At the height of the Blue controversy, just before the disqualification in 1972, the Weimaraner Club of America devoted quite a few pages of their official publication, the Weimaraner Magazine, to present pro and con views of the proposed disqualification. The March WCA Board of Directors Meeting Minutes from March 1970 – PDF notes that the membership voted not to disqualify the Blues.
These minutes also reveal that despite the vote, the Board continued to discuss the Blue controversy at length — with a plan to advise judges of the interpretation of the standard, the semantics of the terms mouse-gray and blue, and finally the idea of sending a Blue to Germany for their clarification. Helen Schulze, the WCA Liaison to Germany stated that “Germany would not recognize the blue but she would be very happy to contact the German Club regarding it if the membership wished.” (May 1970, Old Board Minutes – PDF)
A letter from the German Klub regarding the Blue Weimaraner was published in the April 1971 issue of The Weimaraner Magazine – PDF, along with an English translation of the letter. Read by the entire membership, this translated letter was probably one of the most influential pieces of “op-ed” that the magazine published. Unfortunately, the English translation of the letter was highly biased and slanted towards the WCA’s desire to disqualify the Blues.

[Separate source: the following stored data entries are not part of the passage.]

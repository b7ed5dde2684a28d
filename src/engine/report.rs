// src/engine/report.rs

//! User-visible reporting of per-file outcomes.
//!
//! Each outcome yields at most one console line on stdout plus a log record
//! on stderr. Skips and dedups only reach the console in verbose mode.

use tracing::{debug, error, info, warn, Level};

use crate::digest::ALGORITHM;
use crate::engine::{FailureStage, FileOutcome};

/// Console line for `outcome`, or `None` when it should stay quiet.
pub fn console_line(outcome: &FileOutcome, verbose: bool) -> Option<String> {
    match outcome {
        FileOutcome::Recorded { name, digest, .. } => {
            Some(format!("[+] {name} -> {ALGORITHM}: {digest}"))
        }
        FileOutcome::Failed { name, error, .. } => {
            Some(format!("[!] Error processing {name}: {error}"))
        }
        FileOutcome::Diverged {
            name,
            digest,
            error,
        } => Some(format!(
            "[!!] {name} recorded ({ALGORITHM}: {digest}) but sidecar write failed: {error}"
        )),
        FileOutcome::FilteredOut { name, reason } if verbose => {
            Some(format!("[-] {name} skipped: {reason}"))
        }
        FileOutcome::Deduped { name, reason } if verbose => {
            Some(format!("[-] {name} skipped: {reason}"))
        }
        FileOutcome::FilteredOut { .. } | FileOutcome::Deduped { .. } => None,
    }
}

/// Level of the log record emitted for `outcome`.
///
/// Store failures rank with divergence: while the store is unhealthy no
/// file can be marked processed.
pub fn log_level(outcome: &FileOutcome) -> Level {
    match outcome {
        FileOutcome::Recorded { .. } => Level::INFO,
        FileOutcome::FilteredOut { .. } | FileOutcome::Deduped { .. } => Level::DEBUG,
        FileOutcome::Failed {
            stage: FailureStage::Lookup | FailureStage::Store,
            ..
        }
        | FileOutcome::Diverged { .. } => Level::ERROR,
        FileOutcome::Failed { .. } => Level::WARN,
    }
}

/// Emit the log record for `outcome`.
pub fn log_outcome(outcome: &FileOutcome) {
    match outcome {
        FileOutcome::Recorded {
            name,
            digest,
            sidecar,
        } => {
            info!(file = %name, digest = %digest, sidecar = ?sidecar, "file recorded");
        }
        FileOutcome::FilteredOut { name, reason } => {
            debug!(file = %name, reason = %reason, "event filtered out");
        }
        FileOutcome::Deduped { name, reason } => {
            debug!(file = %name, reason = %reason, "event deduplicated");
        }
        FileOutcome::Failed { name, stage, error } if log_level(outcome) == Level::ERROR => {
            error!(
                file = %name,
                stage = %stage,
                error = %error,
                "record store failure: file not recorded; a later event for it will retry"
            );
        }
        FileOutcome::Failed { name, stage, error } => {
            warn!(file = %name, stage = %stage, error = %error, "failed to process file");
        }
        FileOutcome::Diverged {
            name,
            digest,
            error,
        } => {
            error!(
                file = %name,
                digest = %digest,
                error = %error,
                "store/sidecar divergence: record committed but sidecar missing; file will not be retried"
            );
        }
    }
}

/// Log the outcome and print its console line, if any.
pub fn emit(outcome: &FileOutcome, verbose: bool) {
    log_outcome(outcome);
    if let Some(line) = console_line(outcome, verbose) {
        println!("{line}");
    }
}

For ease of comparison, the English translation of the German Klub letter as printed in the Weimaraner Magazine – PDF is copied below in black text. The text in blue was provided by Reilly Translations and published in the BluMar magazine – PDF. The third translation is in red and was provided by Thomas Merkle – PDF.

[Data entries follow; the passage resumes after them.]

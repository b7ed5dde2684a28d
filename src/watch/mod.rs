// src/watch/mod.rs

//! The notification side of sumwatch.
//!
//! This module is responsible for:
//! - Classifying basenames as ignorable or eligible (`filter`).
//! - Wiring up a filesystem watcher (`notify`) on one directory and turning
//!   its events into `FileEvent`s.
//! - Listing the directory once for `--once` runs (`sweep`).
//!
//! It knows nothing about hashing or the record store.

pub mod filter;
pub mod path_utils;
pub mod sweep;
pub mod watcher;

pub use filter::{Classification, EventFilter, SkipReason};
pub use watcher::{spawn_watcher, translate_event, WatcherHandle};
// src/store/memory.rs

use std::collections::BTreeMap;
use std::io;
use std::path::Path;
use std::sync::atomic::{AtomicBool, Ordering};
use std::sync::Mutex;

use tracing::debug;

use super::{now_local, HashRecord, RecordStore};
use crate::errors::{Result, SumwatchError};

/// Stores records in memory only (lost on restart).
///
/// Inserts can be made to fail on demand to exercise the pipeline's
/// store-failure path.
#[derive(Debug, Default)]
pub struct MemoryRecordStore {
    records: Mutex<BTreeMap<String, HashRecord>>,
    fail_inserts: AtomicBool,
}

impl MemoryRecordStore {
    pub fn new() -> Self {
        Self::default()
    }

    /// Make every subsequent `insert` fail (or succeed again).
    pub fn set_fail_inserts(&self, fail: bool) {
        self.fail_inserts.store(fail, Ordering::SeqCst);
    }

    pub fn len(&self) -> usize {
        self.lock().map(|r| r.len()).unwrap_or(0)
    }

    pub fn is_empty(&self) -> bool {
        self.len() == 0
    }

    fn lock(&self) -> Result<std::sync::MutexGuard<'_, BTreeMap<String, HashRecord>>> {
        self.records
            .lock()
            .map_err(|_| SumwatchError::store("memory store", "record map mutex poisoned"))
    }
}

impl RecordStore for MemoryRecordStore {
    fn exists(&self, filename: &str) -> Result<bool> {
        Ok(self.lock()?.contains_key(filename))
    }

    fn insert(&self, filename: &str, full_path: &Path, digest: &str) -> Result<()> {
        if self.fail_inserts.load(Ordering::SeqCst) {
            return Err(SumwatchError::store(
                format!("inserting {filename:?}"),
                io::Error::other("database or disk is full"),
            ));
        }

        let mut records = self.lock()?;
        if records.contains_key(filename) {
            return Err(SumwatchError::store(
                format!("inserting {filename:?}"),
                "a record for this filename already exists",
            ));
        }
        records.insert(
            filename.to_string(),
            HashRecord {
                filename: filename.to_string(),
                full_path: full_path.to_string_lossy().into_owned(),
                digest: digest.to_string(),
                recorded_at: now_local(),
            },
        );
        debug!(file = %filename, "record inserted (memory)");
        Ok(())
    }

    fn get(&self, filename: &str) -> Result<Option<HashRecord>> {
        Ok(self.lock()?.get(filename).cloned())
    }
}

Both the alternative translations are compelling variants to what was presented to the WCA membership in the magazine, and these alternative translations, done independently, are much closer to each other than the original.
For point by point discussion of the differences in translation, please see Merkle’s excellent analysis.
To the President of
The Weimaraner Club of America
Mr. Ted Jarmie
10071 Brier Lane
Santa Ana, California
Fulde (West Germany) Sept. 27, 1970
Regarding the “Color Standard” of the Weimaraner Club of America
Re: Color variants of the Weimaraner Pointer
Subject: Colour variants of the Weimaraner setter
Correspondence from members of the AWC, also reading your magazine on “blue and gray”, and talking the situation over with your Liasion to our Club, I come to the concludion [sic], that in the USA a new color shade is to be brought into the Weimaraner Breed. This shade to be called Blue.
The present correspondence of the Weimaraner Club of America, as well as oral reports of their agent, Mrs. Helen Schulze, and, furthermore, inspections in their Weimaraner Magazine shows that a color variant (or: sport) exists in the United States which has been designated “The Blue Weimaraner.”
The present correspondence of the american Weimaraner Club, same as the verbally transmitted coverage by your appointee Mrs. Helen Schulze, and furthermore the inspection of your Weimaraner magazines indicate the existence of a colour variant in the USA which is designated as “Blue Weimaraner.”
The Weimaraner Club of Germany as Standard designing for the Weimaraner Breed, would like to go on record that it cannot recognize the color shade “Blue”.
The German Weimaraner Klub e.V., as a standard determining institution for this breed of dog, confirms that such a color variant cannot be recognized.
The Deutche Weimaraner Klub e.V., being an institution [responsible for] defining the standard of this bred, concludes that such a colour variant cannot be approved.
The Institution “Federation Cynologique Internationale”, which would compare with your “American Kennel Club” would not give permission to change the color in the standard.
Also, there is no intention of petitioning for recognition of this color variant at the FCI (Federation Cynologique Internationale).
Neither is it intended to file an application for approval of this colour variant as the FCI (Fédération Cynologique Internationale).
We consider the Weimaraner Club of America our friend, and we beg you to breed our Weimaraner as it was breed [sic] now for nearly 200 years, namely “Gray”.
On account of the good relations with the club there (in the United States) we strongly urge that our pointing breed be bred according to the known standard, otherwise we will be forced to bring about an import embargo for all these Weimaraners – including the breed associations located outside of Germany and outside the continent.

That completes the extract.